The answer is to be an exact copy of the lines below running from the line with "relationship::derive_graph_relationship_impl(input)" down to the line with "pub struct ConfigError(Box<figment::Error>);", both ends included, and nothing more.

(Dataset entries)
◇ ◇ ◇ ◇ ◇ ◇ ◇

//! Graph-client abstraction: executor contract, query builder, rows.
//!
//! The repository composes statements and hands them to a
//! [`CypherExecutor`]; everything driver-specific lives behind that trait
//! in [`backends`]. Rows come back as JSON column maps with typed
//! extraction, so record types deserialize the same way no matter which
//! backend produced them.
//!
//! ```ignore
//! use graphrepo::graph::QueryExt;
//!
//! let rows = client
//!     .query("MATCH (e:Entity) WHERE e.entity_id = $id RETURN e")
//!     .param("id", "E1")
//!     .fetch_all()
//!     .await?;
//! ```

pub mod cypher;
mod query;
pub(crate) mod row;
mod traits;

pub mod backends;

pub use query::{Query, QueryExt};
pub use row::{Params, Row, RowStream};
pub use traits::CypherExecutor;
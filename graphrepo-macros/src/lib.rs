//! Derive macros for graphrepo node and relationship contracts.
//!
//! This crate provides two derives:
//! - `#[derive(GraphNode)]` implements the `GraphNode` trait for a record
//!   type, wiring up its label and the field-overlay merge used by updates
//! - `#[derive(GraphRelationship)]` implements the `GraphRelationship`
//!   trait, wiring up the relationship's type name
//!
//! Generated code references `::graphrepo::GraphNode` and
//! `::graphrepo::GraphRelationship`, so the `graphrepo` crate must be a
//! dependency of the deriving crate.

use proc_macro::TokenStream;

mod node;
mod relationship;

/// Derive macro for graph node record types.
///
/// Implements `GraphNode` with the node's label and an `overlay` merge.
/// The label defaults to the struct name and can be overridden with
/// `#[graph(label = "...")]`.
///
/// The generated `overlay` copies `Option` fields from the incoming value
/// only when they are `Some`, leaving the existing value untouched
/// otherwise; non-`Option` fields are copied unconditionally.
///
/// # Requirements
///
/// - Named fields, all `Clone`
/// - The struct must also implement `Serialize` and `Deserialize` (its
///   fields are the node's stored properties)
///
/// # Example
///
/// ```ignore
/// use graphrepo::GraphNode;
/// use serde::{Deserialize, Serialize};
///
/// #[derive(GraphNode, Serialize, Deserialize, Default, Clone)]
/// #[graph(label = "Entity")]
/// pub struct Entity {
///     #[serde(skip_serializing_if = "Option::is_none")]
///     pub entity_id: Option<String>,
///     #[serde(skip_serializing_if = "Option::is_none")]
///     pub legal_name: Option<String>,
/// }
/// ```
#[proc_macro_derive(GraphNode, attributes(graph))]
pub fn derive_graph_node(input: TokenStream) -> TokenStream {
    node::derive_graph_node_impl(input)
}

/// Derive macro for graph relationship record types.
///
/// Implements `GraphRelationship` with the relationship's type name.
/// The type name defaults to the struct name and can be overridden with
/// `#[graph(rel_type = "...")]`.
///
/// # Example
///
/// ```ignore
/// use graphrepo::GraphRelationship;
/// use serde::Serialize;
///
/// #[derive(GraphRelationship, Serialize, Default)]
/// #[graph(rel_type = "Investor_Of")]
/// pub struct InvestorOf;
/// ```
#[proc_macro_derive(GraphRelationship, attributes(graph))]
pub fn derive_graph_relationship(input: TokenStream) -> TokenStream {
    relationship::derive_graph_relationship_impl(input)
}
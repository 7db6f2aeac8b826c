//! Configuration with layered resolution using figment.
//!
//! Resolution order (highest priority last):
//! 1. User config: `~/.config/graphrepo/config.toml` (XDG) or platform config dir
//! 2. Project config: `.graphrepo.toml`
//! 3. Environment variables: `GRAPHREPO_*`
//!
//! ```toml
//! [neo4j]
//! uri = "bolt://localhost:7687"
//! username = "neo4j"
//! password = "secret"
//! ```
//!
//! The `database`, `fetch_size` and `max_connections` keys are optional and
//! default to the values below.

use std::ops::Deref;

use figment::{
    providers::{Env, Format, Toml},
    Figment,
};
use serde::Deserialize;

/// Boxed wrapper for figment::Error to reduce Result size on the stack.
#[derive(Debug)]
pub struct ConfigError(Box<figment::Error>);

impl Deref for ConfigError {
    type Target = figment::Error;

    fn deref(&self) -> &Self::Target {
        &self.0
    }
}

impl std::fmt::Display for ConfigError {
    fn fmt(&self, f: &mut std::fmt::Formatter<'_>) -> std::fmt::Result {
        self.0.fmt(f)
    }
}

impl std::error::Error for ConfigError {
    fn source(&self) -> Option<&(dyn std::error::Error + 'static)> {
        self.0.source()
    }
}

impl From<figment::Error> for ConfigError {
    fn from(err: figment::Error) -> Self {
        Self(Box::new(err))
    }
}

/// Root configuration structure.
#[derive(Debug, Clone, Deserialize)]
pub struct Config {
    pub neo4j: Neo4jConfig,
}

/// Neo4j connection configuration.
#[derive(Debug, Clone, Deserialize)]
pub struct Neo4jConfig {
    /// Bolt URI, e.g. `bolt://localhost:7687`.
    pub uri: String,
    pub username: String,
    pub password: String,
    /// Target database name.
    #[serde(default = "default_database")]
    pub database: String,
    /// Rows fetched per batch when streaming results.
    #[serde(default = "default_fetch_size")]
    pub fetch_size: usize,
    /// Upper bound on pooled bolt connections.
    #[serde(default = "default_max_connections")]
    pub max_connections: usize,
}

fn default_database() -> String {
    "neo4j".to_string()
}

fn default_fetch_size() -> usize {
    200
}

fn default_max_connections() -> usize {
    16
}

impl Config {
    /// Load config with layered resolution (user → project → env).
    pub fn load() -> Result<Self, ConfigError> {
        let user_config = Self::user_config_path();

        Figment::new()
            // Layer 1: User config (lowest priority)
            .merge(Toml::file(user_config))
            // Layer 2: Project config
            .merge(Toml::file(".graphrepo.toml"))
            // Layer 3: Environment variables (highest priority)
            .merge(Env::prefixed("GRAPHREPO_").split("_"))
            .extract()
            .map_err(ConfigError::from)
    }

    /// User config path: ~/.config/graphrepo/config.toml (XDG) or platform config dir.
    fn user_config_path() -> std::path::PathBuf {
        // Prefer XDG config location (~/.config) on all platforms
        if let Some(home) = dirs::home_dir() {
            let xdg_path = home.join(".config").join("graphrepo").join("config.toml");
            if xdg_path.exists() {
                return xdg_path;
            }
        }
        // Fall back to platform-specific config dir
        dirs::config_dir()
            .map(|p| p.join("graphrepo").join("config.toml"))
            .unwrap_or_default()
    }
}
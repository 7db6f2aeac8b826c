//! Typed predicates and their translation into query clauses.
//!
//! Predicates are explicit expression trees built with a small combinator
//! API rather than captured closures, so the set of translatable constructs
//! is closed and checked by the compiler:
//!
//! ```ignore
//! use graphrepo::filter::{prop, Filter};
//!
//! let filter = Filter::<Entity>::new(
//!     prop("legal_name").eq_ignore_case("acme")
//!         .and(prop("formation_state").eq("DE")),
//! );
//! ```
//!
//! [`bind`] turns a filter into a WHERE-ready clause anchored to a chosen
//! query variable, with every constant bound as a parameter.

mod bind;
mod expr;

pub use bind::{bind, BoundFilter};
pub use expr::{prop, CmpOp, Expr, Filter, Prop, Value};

◇ ◇ ◇ ◇ ◇ ◇ ◇

▶ _Task answer_
    relationship::derive_graph_relationship_impl(input)
}
repository 7db6f2aeac8b826c
//! Configuration with layered resolution using figment.
//!
//! Resolution order (highest priority last):
//! 1. User config: `~/.config/graphrepo/config.toml` (XDG) or platform config dir
//! 2. Project config: `.graphrepo.toml`
//! 3. Environment variables: `GRAPHREPO_*`
//!
//! ```toml
//! [neo4j]
//! uri = "bolt://localhost:7687"
//! username = "neo4j"
//! password = "secret"
//! ```
//!
//! The `database`, `fetch_size` and `max_connections` keys are optional and
//! default to the values below.

use std::ops::Deref;

use figment::{
    providers::{Env, Format, Toml},
    Figment,
};
use serde::Deserialize;

/// Boxed wrapper for figment::Error to reduce Result size on the stack.
#[derive(Debug)]
pub struct ConfigError(Box<figment::Error>);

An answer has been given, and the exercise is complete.